China's-Beidou-Satellite-Na

China’s Beidou Satellite Navigation System has been completed and started providing full-scale global services on the day.

China's-Beidou-Satellite-Na

Beidou Satellite Navigation, Xi, who is also general secretary of the Communist Party of China Central Committee and chairman of the Central Military Commission, declared the completion of the global navigation and positioning system’s third-generation network at a ceremony at the Great Hall of the People in Beijing.

This is a new milestone in China’s space industry and also a major achievement in the country’s efforts to boost science, technology and innovation, experts have said.

Beidou is the country’s largest space-based system and one of four global navigation networks, along with the United States’ GPS, Russia’s GLONASS and the European Union’s Galileo.

More than 300,000 scientists, engineers and technicians from over 400 domestic institutes, universities and enterprises have been involved in Beidou’s development and construction.
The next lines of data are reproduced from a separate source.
use crate::error::{NetconfClientError, NetconfClientResult};
use crate::framer::{Framer, NETCONF_1_0_TERMINATOR};
use async_trait::async_trait;
use core::time::Duration;
use log::{debug, warn};
use memmem::{Searcher, TwoWaySearcher};
use std::io;
use tokio::io::{AsyncRead, AsyncReadExt, AsyncWrite, AsyncWriteExt};
use tokio::select;
use tokio::time::{self, sleep};

const READ_CHUNK_SIZE: usize = 8192;

/// How long the channel must stay idle after a trailing `]]>]]>` with no
/// line ending before the delimiter is taken as the end of the message.
pub const TRAILING_DELIMITER_GRACE: Duration = Duration::from_millis(50);

/// End-of-message framing for NETCONF 1.0.
/// See [RFC6242](https://tools.ietf.org/html/rfc6242#section-4.3)
///
/// Inbound bytes are split into lines; a line equal to `]]>]]>` (or ending
/// with it) closes the message. Buffered bytes and already collected lines
/// belong to the framer, not to a single read, so a read cancelled by its
/// deadline leaves the stream position intact.
///
/// A delimiter that is the last thing received, with no line ending after
/// it, only closes the message once the channel has been idle for
/// [`TRAILING_DELIMITER_GRACE`] or has reached end of stream. Until then it
/// may still turn out to be content in the middle of a line.
pub struct EomFramer<T> {
    read_buffer: Vec<u8>,
    // Prefix of read_buffer known to hold no line ending.
    scanned: usize,
    lines: Vec<String>,
    // The last delimiter was not yet followed by its line ending.
    pending_line_end: bool,

    channel: T,
}

impl<T: AsyncRead + AsyncWrite + Unpin> EomFramer<T> {
    pub fn new(channel: T) -> Self {
        EomFramer {
            read_buffer: Vec::new(),
            scanned: 0,
            lines: Vec::new(),
            pending_line_end: false,
            channel,
        }
    }

    pub fn get_mut(&mut self) -> &mut T {
        &mut self.channel
    }

    pub fn into_inner(self) -> T {
        self.channel
    }

    async fn scan(&mut self) -> NetconfClientResult<String> {
        let mut buffer = [0u8; READ_CHUNK_SIZE];
        loop {
            if let Some(message) = self.take_message() {
                return Ok(message);
            }
            let trailing_delimiter = self.has_trailing_delimiter();
            let read = if trailing_delimiter {
                let next = self.channel.read(&mut buffer);
                match time::timeout(TRAILING_DELIMITER_GRACE, next).await {
                    Ok(read) => read,
                    Err(_) => return Ok(self.take_unterminated_message()),
                }
            } else {
                self.channel.read(&mut buffer).await
            };
            let bytes = read.map_err(NetconfClientError::TransportReadFailed)?;
            if bytes == 0 {
                if trailing_delimiter {
                    return Ok(self.take_unterminated_message());
                }
                return Err(NetconfClientError::TransportReadFailed(io::Error::new(
                    io::ErrorKind::UnexpectedEof,
                    "stream closed before NETCONF delimiter",
                )));
            }
            self.read_buffer.extend_from_slice(&buffer[..bytes]);
        }
    }

    /// Moves complete lines into the pending message and returns it once a
    /// delimiter line is seen. Only bytes past `scanned` are searched.
    fn take_message(&mut self) -> Option<String> {
        if self.pending_line_end && !self.skip_line_end() {
            return None;
        }
        let search = TwoWaySearcher::new(b"\n");
        let mut start = 0;
        let mut complete = false;
        while self.scanned < self.read_buffer.len() {
            let Some(pos) = search.search_in(&self.read_buffer[self.scanned..]) else {
                break;
            };
            let end = self.scanned + pos;
            complete = push_line(&mut self.lines, &self.read_buffer[start..end]);
            start = end + 1;
            self.scanned = start;
            if complete {
                break;
            }
        }
        if !complete {
            self.scanned = self.read_buffer.len();
        }
        self.read_buffer.drain(..start);
        self.scanned -= start;
        if complete {
            Some(self.finish())
        } else {
            None
        }
    }

    fn has_trailing_delimiter(&self) -> bool {
        !self.pending_line_end
            && self
                .read_buffer
                .ends_with(NETCONF_1_0_TERMINATOR.as_bytes())
    }

    /// Closes the message on a delimiter that ends the buffered bytes. The
    /// buffer holds no line ending at this point.
    fn take_unterminated_message(&mut self) -> String {
        let line = std::mem::take(&mut self.read_buffer);
        self.scanned = 0;
        push_line(&mut self.lines, &line);
        self.pending_line_end = true;
        self.finish()
    }

    /// Drops the line ending of a delimiter line that completed a previous
    /// message. Returns false while there is not enough input to decide.
    ///
    /// A message that follows an unterminated delimiter therefore loses one
    /// leading blank line: that first `\n` (or `\r\n`) is taken as the
    /// delimiter's own line ending.
    fn skip_line_end(&mut self) -> bool {
        let line_end = match self.read_buffer.as_slice() {
            [] | [b'\r'] => return false,
            [b'\r', b'\n', ..] => 2,
            [b'\n', ..] => 1,
            _ => 0,
        };
        self.read_buffer.drain(..line_end);
        self.pending_line_end = false;
        true
    }

    fn finish(&mut self) -> String {
        std::mem::take(&mut self.lines).join("\n")
    }
}

/// Appends one line to the pending message, returns true when the line
/// terminates it.
fn push_line(lines: &mut Vec<String>, raw: &[u8]) -> bool {
    let raw = raw.strip_suffix(b"\r").unwrap_or(raw);
    let line = String::from_utf8_lossy(raw);
    match line.strip_suffix(NETCONF_1_0_TERMINATOR) {
        Some("") => true,
        Some(content) => {
            lines.push(content.to_string());
            true
        }
        None => {
            lines.push(line.to_string());
            false
        }
    }
}

#[async_trait]
impl<T: AsyncRead + AsyncWrite + Unpin + Send> Framer for EomFramer<T> {
    async fn read_async(&mut self, timeout: Duration) -> NetconfClientResult<String> {
        // Losing the race drops the scan; its progress stays in the buffers.
        let outcome = select! {
            result = self.scan() => Some(result),
            _ = sleep(timeout) => None,
        };
        match outcome {
            Some(result) => {
                let message = result?;
                debug!("Received:\n{}", message);
                Ok(message)
            }
            None => {
                warn!(
                    "No NETCONF delimiter within {:?} ({} lines, {} bytes pending)",
                    timeout,
                    self.lines.len(),
                    self.read_buffer.len()
                );
                Err(NetconfClientError::TimedOut(timeout))
            }
        }
    }

    async fn write_async(&mut self, message: &str) -> NetconfClientResult<()> {
        debug!("Sending:\n{}", message);
        let framed = format!("{}{}", message, NETCONF_1_0_TERMINATOR);
        self.channel
            .write_all(framed.as_bytes())
            .await
            .map_err(NetconfClientError::TransportWriteFailed)?;
        self.channel
            .flush()
            .await
            .map_err(NetconfClientError::TransportWriteFailed)
    }
}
Dozens of distinguished scientists from the Chinese Academy of Sciences and the Chinese Academy of Engineering have taken part in the programme, project leaders said.

In late June, the final satellite to complete Beidou’s third-generation network was lifted by a Long March 3B carrier rocket at the Xichang Satellite Launch Center in Sichuan province and was placed into a geostationary orbit about 36,000km above the Earth.
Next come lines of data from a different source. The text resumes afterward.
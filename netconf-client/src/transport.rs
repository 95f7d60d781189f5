use crate::error::NetconfClientResult;
use async_trait::async_trait;
use core::time::Duration;

#[cfg(feature = "async-ssh2-lite")]
pub mod ssh;
pub mod stream;

/// Trait for NETCONF transport
///
/// A transport owns both directions of an established byte stream and frames
/// messages on it.
#[async_trait]
pub trait Transport: Send {
    async fn receive(&mut self, timeout: Duration) -> NetconfClientResult<String>;
    async fn write(&mut self, message: &str) -> NetconfClientResult<()>;
    async fn close(&mut self) -> NetconfClientResult<()>;
}
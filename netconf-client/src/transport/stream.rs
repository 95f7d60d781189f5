use crate::error::{NetconfClientError, NetconfClientResult};
use crate::framer::eom_framer::EomFramer;
use crate::framer::Framer;
use crate::transport::Transport;
use async_trait::async_trait;
use core::time::Duration;
use tokio::io::{AsyncRead, AsyncWrite, AsyncWriteExt};

/// Transport over any already established duplex stream, e.g. a TCP tunnel
/// or an in-memory pipe.
pub struct StreamTransport<T> {
    framer: EomFramer<T>,
}

impl<T: AsyncRead + AsyncWrite + Unpin + Send> StreamTransport<T> {
    pub fn new(stream: T) -> StreamTransport<T> {
        StreamTransport {
            framer: EomFramer::new(stream),
        }
    }

    pub fn into_inner(self) -> T {
        self.framer.into_inner()
    }
}

#[async_trait]
impl<T: AsyncRead + AsyncWrite + Unpin + Send> Transport for StreamTransport<T> {
    async fn receive(&mut self, timeout: Duration) -> NetconfClientResult<String> {
        self.framer.read_async(timeout).await
    }

    async fn write(&mut self, message: &str) -> NetconfClientResult<()> {
        self.framer.write_async(message).await
    }

    async fn close(&mut self) -> NetconfClientResult<()> {
        self.framer
            .get_mut()
            .shutdown()
            .await
            .map_err(NetconfClientError::TransportWriteFailed)
    }
}
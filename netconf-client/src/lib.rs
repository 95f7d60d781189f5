//! # netconf-client
//!
//! ```toml
//! netconf-client = "^0.1.0"
//! ```
//!
//! A NETCONF 1.0 client speaking end-of-message (`]]>]]>`) framing over SSH
//! or any other duplex byte stream. Requests are strictly serial: one
//! request is written, then its reply is awaited under a timeout.
//!
//! ## Example
//!
//! ```rust,no_run
//! use netconf_client::config::SessionConfig;
//! use netconf_client::session::Session;
//!
//! # async fn run() -> netconf_client::error::NetconfClientResult<()> {
//! let config = SessionConfig::new("192.0.2.1", "admin").with_password("admin");
//! let mut session = Session::connect(&config).await?;
//! let hello = session.hello().await?;
//! println!("{}", hello);
//! let reply = session.rpc("<get-config><source><running/></source></get-config>").await?;
//! println!("{}", reply);
//! session.close().await?;
//! # Ok(())
//! # }
//! ```
//!
pub mod config;
pub mod error;
pub mod framer;
pub mod message;
pub mod session;
pub mod transport;

pub const NETCONF_URN: &str = "urn:ietf:params:xml:ns:netconf:base:1.0";
pub const NETCONF_BASE_10_CAP: &str = "urn:ietf:params:netconf:base:1.0";
pub const NETCONF_SUBSYSTEM: &str = "netconf";
pub mod builtin;
mod get;
mod get_config;
mod hello;
mod rpc;
use netconf_client::error::{NetconfClientError, NetconfClientResult};
use quick_xml::de::from_str;
use serde_derive::Deserialize;

/// The parts of a server `<hello>` the cli reports on.
#[derive(Debug, Default, Deserialize)]
#[serde(rename = "hello")]
pub struct ServerHello {
    #[serde(default)]
    capabilities: Capabilities,
    #[serde(rename = "session-id")]
    session_id: Option<u64>,
}

#[derive(Debug, Default, Deserialize)]
struct Capabilities {
    #[serde(default)]
    capability: Vec<String>,
}

impl ServerHello {
    pub fn parse(response: &str) -> NetconfClientResult<ServerHello> {
        from_str(response).map_err(|err| {
            NetconfClientError::Anyhow(anyhow::Error::from(err).context("malformed server hello"))
        })
    }

    pub fn capabilities(&self) -> &[String] {
        &self.capabilities.capability
    }

    pub fn has_capability(&self, capability: &str) -> bool {
        self.capabilities
            .capability
            .iter()
            .any(|cap| cap == capability)
    }

    pub fn session_id(&self) -> Option<u64> {
        self.session_id
    }
}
After in-orbit tests over the past month, the satellite, the 59th in the Beidou family and 30th in the third-generation series, has recently started its formal operations, according to the China Satellite Navigation Office.

Since 2000, a total of 59 Beidou satellites, including the first four experimental ones, have been launched from Xichang on 44 Long March 3-series rockets, with some of them having retired.

Beidou began providing positioning, navigation, timing and messaging services to civilian users in China and other parts of the Asia-Pacific in December 2012. At the end of 2018, it started offering basic global services.

Now, there are 30 third-generation Beidou satellites in three types of orbit 24 in medium-Earth orbits, three in inclined geosynchronous satellite orbits and three in geostationary orbits.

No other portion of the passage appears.